Comme jadis, lorsqu’elle sauta de la charrette des poissonniers, c’est Flora qui osa rompre le charme. Elle saisit Fred par la main, l’entraîna vers le bar, très vite, en bousculant les danseurs qui protestaient en riant. La plupart la saluaient au passage avec amusement. Claudine et Hubert arrivèrent au bar presque au même moment qu’eux. Fred et Flora n’avaient pas encore prononcé un mot que Hubert demanda :

— Qu’est-ce qui vous prend ? Et d’où qu’elle sort, celle-là ?

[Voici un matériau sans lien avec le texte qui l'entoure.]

//! Checked complex arithmetic for the regime iterations.
//!
//! Roughness lengths and the Obukhov length can leave the positive reals
//! mid-iteration (a negative friction velocity, a negative `z/L` under the
//! unstable quarter power). Everything is carried as [`Complex64`] so those
//! passes stay defined, and the three genuine singularities are surfaced as
//! [`NumericFault`] instead of silently producing infinities.

use crate::error::NumericFault;
use num_complex::Complex64;

/// Complex zero
pub(crate) const ZERO: Complex64 = Complex64::new(0.0, 0.0);

/// Lift a real value onto the complex plane
#[inline]
pub(crate) fn real(value: f64) -> Complex64 {
    Complex64::new(value, 0.0)
}

/// Principal natural logarithm, faulting on exact zero
#[inline]
pub(crate) fn ln(z: Complex64) -> Result<Complex64, NumericFault> {
    if z == ZERO {
        return Err(NumericFault::LogOfZero);
    }
    Ok(z.ln())
}

/// Exponential, faulting when a finite argument overflows
#[inline]
pub(crate) fn exp(z: Complex64) -> Result<Complex64, NumericFault> {
    let result = z.exp();
    if z.is_finite() && !result.is_finite() {
        return Err(NumericFault::Overflow);
    }
    Ok(result)
}

/// Division, faulting on an exact-zero denominator
///
/// Uses Smith's scaling so that real operands divide exactly as `f64` and
/// `|c + di|²` never has to be formed.
pub(crate) fn div(numerator: Complex64, denominator: Complex64) -> Result<Complex64, NumericFault> {
    if denominator == ZERO {
        return Err(NumericFault::DivisionByZero);
    }
    let (a, b) = (numerator.re, numerator.im);
    let (c, d) = (denominator.re, denominator.im);

    if c.abs() >= d.abs() {
        let ratio = d / c;
        let scale = c + d * ratio;
        Ok(Complex64::new((a + b * ratio) / scale, (b - a * ratio) / scale))
    } else if d.abs() >= c.abs() {
        let ratio = c / d;
        let scale = c * ratio + d;
        Ok(Complex64::new((a * ratio + b) / scale, (b * ratio - a) / scale))
    } else {
        // At least one NaN component
        Ok(Complex64::new(f64::NAN, f64::NAN))
    }
}

/// True when the value has no imaginary component at all
#[inline]
pub(crate) fn is_real(z: Complex64) -> bool {
    z.im == 0.0
}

Toujours aussi petite, menue, Flora conservait une allure juvénile. Mais sa robe, très serrée, moulait un beau corps de femme. Ses cheveux blonds, raides, étaient taillés à la garçonne, comme l’on disait depuis le succès du roman de Victor Margueritte. Elle dévisageait Hubert et Claudine avec une ironie provocante.

— On s’est connus lorsqu’on était mômes, avoua Fred. On s’est quittés quand je suis parti à la guerre. On se retrouve seulement aujourd’hui.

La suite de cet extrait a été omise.